When Thomas Friedman devised his Golden Arches Theory of war, he somehow forgot that humans aren’t rational creatures. Our decisions are often perplexing, and the few among us who make sober, clear-headed calculations are frequently viewed as something other than human. What’s wrong with them?
In a Bloomberg View piece about Richard Thaler’s professional memoir, Misbehaving, Michael Lewis writes of an economist who had a simple-yet-significant epiphany: We make screwy choices, often to our own detriment.
An excerpt:
At any rate, in addition to calculating the market’s price for a human life, Thaler got distracted by how much fun he might have if he asked actual human beings how much they needed to be paid to run the risk of dying. He began with his own students, telling them to imagine that by attending his lecture, they had exposed themselves to a rare fatal disease. There was a 1 in 1,000 chance they had caught it. There was a single dose of the antidote: How much would they be willing to pay for it?
Then he asked them the same question, in a different way: How much would they demand to be paid to attend a lecture in which there is a 1 in 1,000 chance of contracting a rare fatal disease, for which there was no antidote?

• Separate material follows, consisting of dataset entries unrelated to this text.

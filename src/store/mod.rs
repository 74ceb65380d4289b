//! Document store boundary.
//!
//! The pipeline never talks to a database directly; it receives a
//! `DesignStore` handle. Two implementations ship:
//! - `MemoryStore` — process-local, for tests and one-shot runs
//! - `SqliteStore` — durable, backing the CLI
//!
//! Part counters are the only state written from concurrent code paths, so
//! every counter change goes through one of the atomic operations here
//! (`update_project`, `begin_part`, `settle_part`, `complete_if_settled`).
//! Attempt numbers are handed out by `reserve_attempt`, and a recorded unit
//! is never replaced.

mod memory;
mod sqlite;

pub use memory::MemoryStore;
pub use sqlite::{DbHandle, SqliteStore};

use crate::errors::StoreError;
use async_trait::async_trait;
use cadforge_common::{
    Concept, DesignProject, ExportedFile, GeneratedUnit, Part, PartBreakdown, PartStatus,
    ProjectStatus, Stage, UnitTarget,
};
use chrono::Utc;
use uuid::Uuid;

/// In-place change applied to the freshest copy of a project.
pub type ProjectUpdate = Box<dyn FnOnce(&mut DesignProject) + Send + 'static>;

/// Terminal result for one part attempt.
#[derive(Debug, Clone, PartialEq)]
pub enum PartOutcome {
    Completed {
        unit_id: String,
        files: Vec<ExportedFile>,
        /// Set when the part counts as completed despite a partial export.
        warning: Option<String>,
    },
    Failed {
        unit_id: Option<String>,
        error: String,
    },
}

impl PartOutcome {
    pub fn status(&self) -> PartStatus {
        match self {
            Self::Completed { .. } => PartStatus::Completed,
            Self::Failed { .. } => PartStatus::Failed,
        }
    }
}

#[async_trait]
pub trait DesignStore: Send + Sync {
    async fn insert_project(&self, project: &DesignProject) -> Result<(), StoreError>;

    async fn load_project(&self, id: Uuid) -> Result<DesignProject, StoreError>;

    /// All projects, most recently created first.
    async fn list_projects(&self) -> Result<Vec<DesignProject>, StoreError>;

    /// Atomically apply `update` to the stored project and return the result.
    async fn update_project(
        &self,
        id: Uuid,
        update: ProjectUpdate,
    ) -> Result<DesignProject, StoreError>;

    async fn save_concept(&self, concept: &Concept) -> Result<(), StoreError>;

    /// Highest revision for the project, if any concept exists.
    async fn latest_concept(&self, project_id: Uuid) -> Result<Option<Concept>, StoreError>;

    /// Replace the project's current breakdown.
    async fn save_breakdown(&self, breakdown: &PartBreakdown) -> Result<(), StoreError>;

    async fn load_breakdown(&self, project_id: Uuid) -> Result<Option<PartBreakdown>, StoreError>;

    /// Reserve the next attempt number for a target.
    ///
    /// Each number is handed out once, even to overlapping attempts.
    async fn reserve_attempt(
        &self,
        project_id: Uuid,
        target: UnitTarget,
    ) -> Result<u32, StoreError>;

    /// Fails with `DuplicateUnit` when the unit id is already recorded.
    async fn record_unit(&self, unit: &GeneratedUnit) -> Result<(), StoreError>;

    /// Attempts for a project, optionally for one target, in attempt order.
    async fn list_units(
        &self,
        project_id: Uuid,
        target: Option<UnitTarget>,
    ) -> Result<Vec<GeneratedUnit>, StoreError>;

    async fn load_unit(&self, unit_id: &str) -> Result<Option<GeneratedUnit>, StoreError>;

    /// Mark a part `generating`, un-counting any previous outcome.
    ///
    /// Fails with `PartBusy` when the part is already generating.
    async fn begin_part(&self, project_id: Uuid, part_number: u32) -> Result<Part, StoreError>;

    /// Record a part's terminal outcome and bump the matching counter.
    async fn settle_part(
        &self,
        project_id: Uuid,
        part_number: u32,
        outcome: PartOutcome,
    ) -> Result<DesignProject, StoreError>;

    /// Settle a part only while it is still `generating`.
    ///
    /// Returns false, changing nothing, when the part already settled.
    async fn release_part(
        &self,
        project_id: Uuid,
        part_number: u32,
        outcome: PartOutcome,
    ) -> Result<bool, StoreError>;

    /// Flip `generation` to `completed` once every part has settled.
    ///
    /// Returns true only for the call that performed the flip.
    async fn complete_if_settled(&self, project_id: Uuid) -> Result<bool, StoreError>;
}

fn uncount(project: &mut DesignProject, previous: PartStatus) {
    match previous {
        PartStatus::Completed => {
            project.generated_parts = project.generated_parts.saturating_sub(1)
        }
        PartStatus::Failed => project.failed_parts = project.failed_parts.saturating_sub(1),
        PartStatus::Pending | PartStatus::Generating => {}
    }
}

pub(crate) fn apply_begin(
    project: &mut DesignProject,
    breakdown: &mut PartBreakdown,
    part_number: u32,
) -> Result<Part, StoreError> {
    let project_id = project.id;
    let part = breakdown
        .part_mut(part_number)
        .ok_or(StoreError::PartNotFound {
            project_id,
            part_number,
        })?;
    if part.status == PartStatus::Generating {
        return Err(StoreError::PartBusy {
            project_id,
            part_number,
        });
    }

    uncount(project, part.status);
    part.status = PartStatus::Generating;
    part.error = None;
    project.touch();
    Ok(part.clone())
}

pub(crate) fn apply_settle(
    project: &mut DesignProject,
    breakdown: &mut PartBreakdown,
    part_number: u32,
    outcome: PartOutcome,
) -> Result<(), StoreError> {
    let project_id = project.id;
    let part = breakdown
        .part_mut(part_number)
        .ok_or(StoreError::PartNotFound {
            project_id,
            part_number,
        })?;

    uncount(project, part.status);
    match outcome {
        PartOutcome::Completed {
            unit_id,
            files,
            warning,
        } => {
            part.status = PartStatus::Completed;
            part.current_unit_id = Some(unit_id);
            part.files = files;
            part.error = warning;
            project.generated_parts += 1;
        }
        PartOutcome::Failed { unit_id, error } => {
            part.status = PartStatus::Failed;
            if unit_id.is_some() {
                part.current_unit_id = unit_id;
            }
            part.files.clear();
            part.error = Some(error);
            project.failed_parts += 1;
        }
    }
    project.touch();
    Ok(())
}

pub(crate) fn apply_release(
    project: &mut DesignProject,
    breakdown: &mut PartBreakdown,
    part_number: u32,
    outcome: PartOutcome,
) -> Result<bool, StoreError> {
    let generating = breakdown
        .part(part_number)
        .is_some_and(|p| p.status == PartStatus::Generating);
    if !generating {
        return Ok(false);
    }
    apply_settle(project, breakdown, part_number, outcome)?;
    Ok(true)
}

pub(crate) fn apply_complete(project: &mut DesignProject) -> bool {
    if project.stage != Stage::Generation || !project.all_parts_settled() {
        return false;
    }
    let now = Utc::now();
    project.stage = Stage::Completed;
    project.status = ProjectStatus::Completed;
    project.completed_at = Some(now);
    project.updated_at = now;
    true
}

The questions were practically identical, but the answers people gave to them were — and are — wildly different. People would say they would pay two grand for the antidote, for instance, but would need to be paid half a million dollars to expose themselves to the virus. “Economic theory is not alone in saying that the answers should be identical,” writes Thaler. “Logical consistency demands it. … To an economist, these findings are somewhere between puzzling and preposterous. I showed them to (his thesis adviser) and he told me to stop wasting my time and get back to work on my thesis.”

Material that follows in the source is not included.